**ACTIVITY:**
Beginning at the line containing "protocol) pair wins." in the material below and ending at the line containing "let mut parts", return each line exactly and add nothing.

**RECORDS TO USE:**

use std::fmt;
use std::str::FromStr;

use serde::{Deserialize, Serialize};

use super::classify::is_foreign_peer;

// ---------------------------------------------------------------------------
// Protocol
// ---------------------------------------------------------------------------

#[derive(Debug, Clone, Copy, PartialEq, Eq, Hash, PartialOrd, Ord, Serialize, Deserialize)]
#[serde(rename_all = "lowercase")]
pub enum Protocol {
    Tcp,
    Udp,
}

impl Protocol {
    /// Capture order used by the coordinator.
    pub const ALL: [Protocol; 2] = [Protocol::Tcp, Protocol::Udp];

    pub fn as_str(self) -> &'static str {
        match self {
            Self::Tcp => "tcp",
            Self::Udp => "udp",
        }
    }
}

impl fmt::Display for Protocol {
    fn fmt(&self, f: &mut fmt::Formatter<'_>) -> fmt::Result {
        f.write_str(self.as_str())
    }
}

// ---------------------------------------------------------------------------
// Tool
// ---------------------------------------------------------------------------

/// A socket listing utility and its output layout.
#[derive(Debug, Clone, Copy, PartialEq, Eq, Hash, Serialize, Deserialize)]
#[serde(rename_all = "lowercase")]
pub enum Tool {
    Ss,
    Netstat,
}

impl Tool {
    pub fn program(self) -> &'static str {
        match self {
            Self::Ss => "ss",
            Self::Netstat => "netstat",
        }
    }

    /// Arguments for a listening-socket dump with owning processes.
    pub fn args(self, protocol: Protocol) -> &'static [&'static str] {
        match protocol {
            Protocol::Tcp => &["-tlnp"],
            Protocol::Udp => &["-ulnp"],
        }
    }

    /// Header lines preceding the socket rows.
    pub fn header_lines(self) -> usize {
        match self {
            Self::Ss => 1,
            Self::Netstat => 2,
        }
    }

    /// Rows with fewer whitespace-separated columns are malformed.
    pub fn min_columns(self) -> usize {
        match self {
            Self::Ss => 4,
            Self::Netstat => 6,
        }
    }
}

impl fmt::Display for Tool {
    fn fmt(&self, f: &mut fmt::Formatter<'_>) -> fmt::Result {
        f.write_str(self.program())
    }
}

impl FromStr for Tool {
    type Err = String;

    fn from_str(s: &str) -> Result<Self, Self::Err> {
        match s.trim().to_ascii_lowercase().as_str() {
            "ss" => Ok(Self::Ss),
            "netstat" => Ok(Self::Netstat),
            other => Err(format!("unknown tool '{other}' (expected ss or netstat)")),
        }
    }
}

// ---------------------------------------------------------------------------
// ConnectionRecord
// ---------------------------------------------------------------------------

/// One observed socket endpoint.
///
/// `is_foreign` is derived from the remote address when the record is
/// built and cannot be set independently: both fields are private and only
/// [`ConnectionRecord::new`] writes them.
#[derive(Debug, Clone, PartialEq, Eq, Serialize)]
pub struct ConnectionRecord {
    pub port: u16,
    pub protocol: Protocol,
    pub state: String,
    pub pid: Option<u32>,
    pub process_name: Option<String>,
    pub local_address: String,
    remote_address: Option<String>,
    is_foreign: bool,
    pub received_bytes: u64,
    pub sent_bytes: u64,
}

impl ConnectionRecord {
    pub fn new(
        port: u16,
        protocol: Protocol,
        state: impl Into<String>,
        local_address: impl Into<String>,
        remote_address: Option<String>,
    ) -> Self {
        let is_foreign = is_foreign_peer(remote_address.as_deref());
        Self {
            port,
            protocol,
            state: state.into(),
            pid: None,
            process_name: None,
            local_address: local_address.into(),
            remote_address,
            is_foreign,
            received_bytes: 0,
            sent_bytes: 0,
        }
    }

    /// Attach the owning process. A name without a pid is dropped.
    pub fn with_owner(mut self, pid: Option<u32>, process_name: Option<String>) -> Self {
        self.pid = pid;
        self.process_name = pid.and(process_name);
        self
    }

    pub fn remote_address(&self) -> Option<&str> {
        self.remote_address.as_deref()
    }

    pub fn is_foreign(&self) -> bool {
        self.is_foreign
    }

    pub fn is_listening(&self) -> bool {
        self.state == "LISTEN"
    }

    pub fn is_established(&self) -> bool {
        self.state == "ESTABLISHED"
    }
}
//! Error types.
//!
//! The port engine itself never fails (malformed input is skipped, tool
//! failures degrade to an empty collection). These enums cover the places
//! where a caller does need to know what went wrong.

use std::io;
use std::path::PathBuf;

use thiserror::Error;

/// Top-level error for [`crate::Monitor`] operations.
#[derive(Debug, Error)]
pub enum HostwatchError {
    #[error("invalid electricity price {0}: must be a finite number greater than zero")]
    InvalidPrice(f64),

    #[error(transparent)]
    Config(#[from] ConfigError),

    #[error(transparent)]
    JobControl(#[from] JobControlError),

    #[error(transparent)]
    Command(#[from] CommandError),
}

/// Failure to run an external tool.
#[derive(Debug, Error)]
pub enum CommandError {
    #[error("command '{program}' not found")]
    NotFound { program: String },

    #[error("failed to spawn '{program}': {source}")]
    Spawn {
        program: String,
        #[source]
        source: io::Error,
    },

    #[error("'{program}' failed ({status}): {stderr}")]
    Failed {
        program: String,
        status: String,
        stderr: String,
    },

    #[error("'{program}' timed out after {timeout_ms}ms")]
    TimedOut { program: String, timeout_ms: u64 },
}

impl CommandError {
    pub fn program(&self) -> &str {
        match self {
            Self::NotFound { program }
            | Self::Spawn { program, .. }
            | Self::Failed { program, .. }
            | Self::TimedOut { program, .. } => program,
        }
    }
}

/// Failure to load or validate a [`crate::MonitorConfig`].
#[derive(Debug, Error)]
pub enum ConfigError {
    #[error("cannot read config {}: {source}", path.display())]
    Io {
        path: PathBuf,
        #[source]
        source: io::Error,
    },

    #[error("invalid config JSON: {0}")]
    Parse(#[from] serde_json::Error),

    #[error("invalid config value for '{key}': {message}")]
    Invalid { key: &'static str, message: String },
}

/// Failure to signal a training job.
#[derive(Debug, Error)]
pub enum JobControlError {
    #[error("pid {0} is not a tracked training job")]
    NotTracked(u32),

    #[error("no such process: {0}")]
    NoSuchProcess(u32),

    #[error("permission denied signalling pid {0}")]
    PermissionDenied(u32),

    #[error("job control is not supported on this platform")]
    Unsupported,

    #[error("failed to signal pid {pid}: {source}")]
    Os {
        pid: u32,
        #[source]
        source: io::Error,
    },
}

#[cfg(test)]
mod tests {
    use super::*;

    #[test]
    fn command_error_exposes_program() {
        let err = CommandError::NotFound {
            program: "ss".into(),
        };
        assert_eq!(err.program(), "ss");
        assert_eq!(err.to_string(), "command 'ss' not found");
    }

    #[test]
    fn job_control_error_converts_into_top_level() {
        let err: HostwatchError = JobControlError::NotTracked(42).into();
        assert_eq!(err.to_string(), "pid 42 is not a tracked training job");
    }
}
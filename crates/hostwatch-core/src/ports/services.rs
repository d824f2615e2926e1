//! Port → service name resolution.

use std::collections::HashMap;
use std::path::Path;

use super::record::Protocol;

/// Resolves a (port, protocol) pair to a service name.
pub trait ServiceResolver: Send + Sync {
    fn lookup(&self, port: u16, protocol: Protocol) -> Option<&str>;

    /// Name for display; `Unknown_<port>` when nothing matches.
    fn service_name(&self, port: u16, protocol: Protocol) -> String {
        match self.lookup(port, protocol) {
            Some(name) => name.to_string(),
            None => format!("Unknown_{port}"),
        }
    }
}

/// Well-known ports used when no services database is available.
const WELL_KNOWN: &[(u16, &str)] = &[
    (20, "ftp-data"),
    (21, "ftp"),
    (22, "ssh"),
    (23, "telnet"),
    (25, "smtp"),
    (53, "domain"),
    (67, "bootps"),
    (68, "bootpc"),
    (80, "http"),
    (110, "pop3"),
    (111, "sunrpc"),
    (123, "ntp"),
    (137, "netbios-ns"),
    (143, "imap2"),
    (161, "snmp"),
    (389, "ldap"),
    (443, "https"),
    (445, "microsoft-ds"),
    (465, "submissions"),
    (514, "syslog"),
    (546, "dhcpv6-client"),
    (547, "dhcpv6-server"),
    (587, "submission"),
    (631, "ipp"),
    (636, "ldaps"),
    (873, "rsync"),
    (993, "imaps"),
    (995, "pop3s"),
    (1194, "openvpn"),
    (1433, "ms-sql-s"),
    (1883, "mqtt"),
    (2049, "nfs"),
    (3306, "mysql"),
    (3389, "ms-wbt-server"),
    (5353, "mdns"),
    (5432, "postgresql"),
    (5672, "amqp"),
    (5900, "rfb"),
    (6379, "redis"),
    (6443, "sun-sr-https"),
    (8080, "http-alt"),
    (9090, "websm"),
    (9418, "git"),
    (11211, "memcache"),
    (27017, "mongodb"),
];

/// Service table loaded from an `/etc/services`-format file, backed by a
/// built-in list of well-known ports.
#[derive(Debug, Clone, Default)]
pub struct ServiceTable {
    entries: HashMap<(u16, Protocol), String>,
}

impl ServiceTable {
    /// The built-in well-known list, registered for both protocols.
    pub fn builtin() -> Self {
        let mut entries = HashMap::with_capacity(WELL_KNOWN.len() * 2);
        for &(port, name) in WELL_KNOWN {
            for protocol in Protocol::ALL {
                entries.insert((port, protocol), name.to_string());
            }
        }
        Self { entries }
    }

    /// Parse `name port/proto [aliases...] [# comment]` lines. The first
    /// entry for a (port, protocol) pair wins.
    pub fn parse(text: &str) -> Self {
        let mut entries = HashMap::new();
        for line in text.lines() {
            let line = line.split('#').next().unwrap_or_default();
            let mut parts = line.split_whitespace();
            let (Some(name), Some(port_proto)) = (parts.next(), parts.next()) else {
                continue;
            };
            let Some((port, proto)) = port_proto.split_once('/') else {
                continue;
            };
            let Ok(port) = port.parse::<u16>() else {
                continue;
            };
            let protocol = match proto {
                "tcp" => Protocol::Tcp,
                "udp" => Protocol::Udp,
                _ => continue,
            };
            entries
                .entry((port, protocol))
                .or_insert_with(|| name.to_string());
        }
        Self { entries }
    }

    /// Services file layered over the built-in list. A missing or
    /// unreadable file leaves only the built-in entries.
    pub fn load(path: Option<&Path>) -> Self {
        let mut table = Self::builtin();
        let Some(path) = path else {
            return table;
        };
        match std::fs::read_to_string(path) {
            Ok(text) => table.entries.extend(Self::parse(&text).entries),
            Err(e) => log::debug!("services file {} unavailable: {e}", path.display()),
        }
        table
    }

    pub fn len(&self) -> usize {
        self.entries.len()
    }

    pub fn is_empty(&self) -> bool {
        self.entries.is_empty()
    }
}

impl ServiceResolver for ServiceTable {
    fn lookup(&self, port: u16, protocol: Protocol) -> Option<&str> {
        self.entries.get(&(port, protocol)).map(String::as_str)
    }
}

#[cfg(test)]
mod tests {
    use super::*;

    const SERVICES: &str = "\
# Network services, Internet style
tcpmux		1/tcp				# TCP port service multiplexer
ssh		22/tcp				# SSH Remote Login Protocol
domain		53/tcp
domain		53/udp
http		80/tcp		www		# WorldWideWeb HTTP
www-alt		80/tcp
bogus		notaport/tcp
sctp-thing	9/sctp
";

    #[test]
    fn parses_services_file() {
        let table = ServiceTable::parse(SERVICES);
        assert_eq!(table.lookup(22, Protocol::Tcp), Some("ssh"));
        assert_eq!(table.lookup(53, Protocol::Udp), Some("domain"));
        assert_eq!(table.lookup(80, Protocol::Tcp), Some("http"));
        assert_eq!(table.lookup(22, Protocol::Udp), None);
        assert_eq!(table.len(), 5);
    }

    #[test]
    fn unknown_placeholder() {
        let table = ServiceTable::default();
        assert!(table.is_empty());
        assert_eq!(table.service_name(40000, Protocol::Tcp), "Unknown_40000");
    }

    #[test]
    fn file_entries_override_builtin() {
        let dir = tempfile::tempdir().unwrap();
        let path = dir.path().join("services");
        std::fs::write(&path, "my-ssh 22/tcp\n").unwrap();
        let table = ServiceTable::load(Some(&path));
        assert_eq!(table.service_name(22, Protocol::Tcp), "my-ssh");
        assert_eq!(table.service_name(22, Protocol::Udp), "ssh");
        assert_eq!(table.service_name(443, Protocol::Tcp), "https");
    }

    #[test]
    fn missing_file_falls_back_to_builtin() {
        let table = ServiceTable::load(Some(Path::new("/nonexistent/services")));
        assert_eq!(table.service_name(6379, Protocol::Tcp), "redis");
    }
}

**YOUR SOLUTION:**
    /// entry for a (port, protocol) pair wins.
    pub fn parse(text: &str) -> Self {
        let mut entries = HashMap::new();
        for line in text.lines() {
            let line = line.split('#').next().unwrap_or_default();
            let mut parts = line.split_whitespace();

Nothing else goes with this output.